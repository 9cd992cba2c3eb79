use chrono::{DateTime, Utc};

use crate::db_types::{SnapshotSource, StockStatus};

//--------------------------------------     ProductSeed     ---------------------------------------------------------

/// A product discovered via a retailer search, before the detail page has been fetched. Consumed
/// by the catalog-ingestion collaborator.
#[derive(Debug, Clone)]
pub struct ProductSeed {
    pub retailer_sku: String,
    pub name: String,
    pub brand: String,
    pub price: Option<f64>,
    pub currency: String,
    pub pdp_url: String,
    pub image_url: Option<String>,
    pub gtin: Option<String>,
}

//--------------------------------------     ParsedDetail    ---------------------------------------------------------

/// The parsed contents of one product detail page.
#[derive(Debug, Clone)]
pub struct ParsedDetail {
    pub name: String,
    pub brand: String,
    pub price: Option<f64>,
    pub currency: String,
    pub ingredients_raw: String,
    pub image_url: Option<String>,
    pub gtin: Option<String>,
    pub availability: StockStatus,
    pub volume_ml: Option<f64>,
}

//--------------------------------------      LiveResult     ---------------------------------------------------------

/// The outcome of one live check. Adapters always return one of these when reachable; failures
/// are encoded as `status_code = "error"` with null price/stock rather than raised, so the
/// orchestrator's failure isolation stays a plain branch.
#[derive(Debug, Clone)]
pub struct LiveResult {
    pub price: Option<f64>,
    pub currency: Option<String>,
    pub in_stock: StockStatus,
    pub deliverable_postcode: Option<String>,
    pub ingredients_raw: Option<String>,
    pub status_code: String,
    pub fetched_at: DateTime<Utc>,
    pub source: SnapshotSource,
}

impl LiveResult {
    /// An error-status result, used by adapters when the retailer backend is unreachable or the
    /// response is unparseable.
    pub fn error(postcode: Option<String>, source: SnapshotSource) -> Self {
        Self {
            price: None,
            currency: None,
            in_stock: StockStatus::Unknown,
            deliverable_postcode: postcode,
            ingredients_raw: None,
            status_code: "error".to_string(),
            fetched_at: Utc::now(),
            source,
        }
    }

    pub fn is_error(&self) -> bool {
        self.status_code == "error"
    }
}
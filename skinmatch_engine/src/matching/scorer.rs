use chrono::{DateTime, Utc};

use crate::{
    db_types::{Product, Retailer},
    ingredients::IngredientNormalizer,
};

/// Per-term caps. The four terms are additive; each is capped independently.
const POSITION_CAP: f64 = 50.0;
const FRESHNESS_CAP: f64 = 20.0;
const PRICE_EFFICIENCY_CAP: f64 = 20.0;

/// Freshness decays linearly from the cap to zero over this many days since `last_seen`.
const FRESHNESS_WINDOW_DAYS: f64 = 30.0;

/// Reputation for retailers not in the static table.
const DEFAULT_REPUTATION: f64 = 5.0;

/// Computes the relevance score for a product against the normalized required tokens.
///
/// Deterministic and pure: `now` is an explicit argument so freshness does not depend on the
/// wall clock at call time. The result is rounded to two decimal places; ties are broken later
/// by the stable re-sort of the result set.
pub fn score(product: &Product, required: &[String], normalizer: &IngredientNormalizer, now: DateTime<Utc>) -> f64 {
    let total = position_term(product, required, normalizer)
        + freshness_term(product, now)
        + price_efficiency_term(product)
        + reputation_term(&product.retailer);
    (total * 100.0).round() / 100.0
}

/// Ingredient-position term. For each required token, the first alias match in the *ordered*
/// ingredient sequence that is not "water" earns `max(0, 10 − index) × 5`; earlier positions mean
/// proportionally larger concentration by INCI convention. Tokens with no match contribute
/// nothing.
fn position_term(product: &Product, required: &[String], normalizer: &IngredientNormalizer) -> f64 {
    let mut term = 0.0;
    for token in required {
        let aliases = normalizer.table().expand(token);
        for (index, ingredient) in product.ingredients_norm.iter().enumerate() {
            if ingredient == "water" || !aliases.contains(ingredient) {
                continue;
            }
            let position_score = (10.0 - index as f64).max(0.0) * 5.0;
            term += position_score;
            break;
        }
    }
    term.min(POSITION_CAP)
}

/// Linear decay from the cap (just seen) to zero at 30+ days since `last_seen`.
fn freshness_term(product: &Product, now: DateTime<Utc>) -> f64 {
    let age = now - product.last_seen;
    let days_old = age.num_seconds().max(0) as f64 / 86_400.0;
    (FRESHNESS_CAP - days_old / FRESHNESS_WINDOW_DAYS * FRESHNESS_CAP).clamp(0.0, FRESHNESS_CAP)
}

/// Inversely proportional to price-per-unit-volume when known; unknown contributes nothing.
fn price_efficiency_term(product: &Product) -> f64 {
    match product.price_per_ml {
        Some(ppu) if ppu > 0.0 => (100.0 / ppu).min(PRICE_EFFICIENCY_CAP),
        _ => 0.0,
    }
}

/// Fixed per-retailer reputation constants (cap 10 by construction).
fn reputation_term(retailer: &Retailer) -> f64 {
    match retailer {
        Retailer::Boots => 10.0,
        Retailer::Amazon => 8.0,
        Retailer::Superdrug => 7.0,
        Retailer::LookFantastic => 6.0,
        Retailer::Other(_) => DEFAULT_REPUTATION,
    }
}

------------------------

**Problem to solve:** Please give each line above again, word for word.

**Response below:**
repository 9cd992cba2c3eb79
use chrono::{DateTime, Utc};

use crate::db_types::{SnapshotSource, StockStatus};

//--------------------------------------     ProductSeed     ---------------------------------------------------------

/// A product discovered via a retailer search, before the detail page has been fetched. Consumed
/// by the catalog-ingestion collaborator.
#[derive(Debug, Clone)]
pub struct ProductSeed {
    pub retailer_sku: String,
    pub name: String,
    pub brand: String,
    pub price: Option<f64>,
    pub currency: String,
    pub pdp_url: String,
    pub image_url: Option<String>,
    pub gtin: Option<String>,
}

//--------------------------------------     ParsedDetail    ---------------------------------------------------------

/// The parsed contents of one product detail page.
#[derive(Debug, Clone)]
pub struct ParsedDetail {
    pub name: String,
    pub brand: String,
    pub price: Option<f64>,
    pub currency: String,
    pub ingredients_raw: String,
    pub image_url: Option<String>,
    pub gtin: Option<String>,
    pub availability: StockStatus,
    pub volume_ml: Option<f64>,
}

//--------------------------------------      LiveResult     ---------------------------------------------------------

/// The outcome of one live check. Adapters always return one of these when reachable; failures
/// are encoded as `status_code = "error"` with null price/stock rather than raised, so the
/// orchestrator's failure isolation stays a plain branch.
#[derive(Debug, Clone)]
pub struct LiveResult {
    pub price: Option<f64>,
    pub currency: Option<String>,
    pub in_stock: StockStatus,
    pub deliverable_postcode: Option<String>,
    pub ingredients_raw: Option<String>,
    pub status_code: String,
    pub fetched_at: DateTime<Utc>,
    pub source: SnapshotSource,
}

impl LiveResult {
    /// An error-status result, used by adapters when the retailer backend is unreachable or the
    /// response is unparseable.
    pub fn error(postcode: Option<String>, source: SnapshotSource) -> Self {
        Self {
            price: None,
            currency: None,
            in_stock: StockStatus::Unknown,
            deliverable_postcode: postcode,
            ingredients_raw: None,
            status_code: "error".to_string(),
            fetched_at: Utc::now(),
            source,
        }
    }

    pub fn is_error(&self) -> bool {
        self.status_code == "error"
    }
}
filename skinmatch_engine/src/matching/scorer.rs
use chrono::{DateTime, Utc};

use crate::{
    db_types::{Product, Retailer},
    ingredients::IngredientNormalizer,
};

/// Per-term caps. The four terms are additive; each is capped independently.
const POSITION_CAP: f64 = 50.0;
const FRESHNESS_CAP: f64 = 20.0;
const PRICE_EFFICIENCY_CAP: f64 = 20.0;

/// Freshness decays linearly from the cap to zero over this many days since `last_seen`.
const FRESHNESS_WINDOW_DAYS: f64 = 30.0;

/// Reputation for retailers not in the static table.
const DEFAULT_REPUTATION: f64 = 5.0;

/// Computes the relevance score for a product against the normalized required tokens.
///
/// Deterministic and pure: `now` is an explicit argument so freshness does not depend on the
/// wall clock at call time. The result is rounded to two decimal places; ties are broken later
/// by the stable re-sort of the result set.
pub fn score(product: &Product, required: &[String], normalizer: &IngredientNormalizer, now: DateTime<Utc>) -> f64 {
    let total = position_term(product, required, normalizer)
        + freshness_term(product, now)
        + price_efficiency_term(product)
        + reputation_term(&product.retailer);
    (total * 100.0).round() / 100.0
}

/// Ingredient-position term. For each required token, the first alias match in the *ordered*
/// ingredient sequence that is not "water" earns `max(0, 10 − index) × 5`; earlier positions mean
/// proportionally larger concentration by INCI convention. Tokens with no match contribute
/// nothing.
fn position_term(product: &Product, required: &[String], normalizer: &IngredientNormalizer) -> f64 {
    let mut term = 0.0;
    for token in required {
        let aliases = normalizer.table().expand(token);
        for (index, ingredient) in product.ingredients_norm.iter().enumerate() {
            if ingredient == "water" || !aliases.contains(ingredient) {
                continue;
            }
            let position_score = (10.0 - index as f64).max(0.0) * 5.0;
            term += position_score;
            break;
        }
    }
    term.min(POSITION_CAP)
}

/// Linear decay from the cap (just seen) to zero at 30+ days since `last_seen`.
fn freshness_term(product: &Product, now: DateTime<Utc>) -> f64 {
    let age = now - product.last_seen;
    let days_old = age.num_seconds().max(0) as f64 / 86_400.0;
    (FRESHNESS_CAP - days_old / FRESHNESS_WINDOW_DAYS * FRESHNESS_CAP).clamp(0.0, FRESHNESS_CAP)
}

/// Inversely proportional to price-per-unit-volume when known; unknown contributes nothing.
fn price_efficiency_term(product: &Product) -> f64 {
    match product.price_per_ml {
        Some(ppu) if ppu > 0.0 => (100.0 / ppu).min(PRICE_EFFICIENCY_CAP),
        _ => 0.0,
    }
}

/// Fixed per-retailer reputation constants (cap 10 by construction).
fn reputation_term(retailer: &Retailer) -> f64 {
    match retailer {
        Retailer::Boots => 10.0,
        Retailer::Amazon => 8.0,
        Retailer::Superdrug => 7.0,
        Retailer::LookFantastic => 6.0,
        Retailer::Other(_) => DEFAULT_REPUTATION,
    }
}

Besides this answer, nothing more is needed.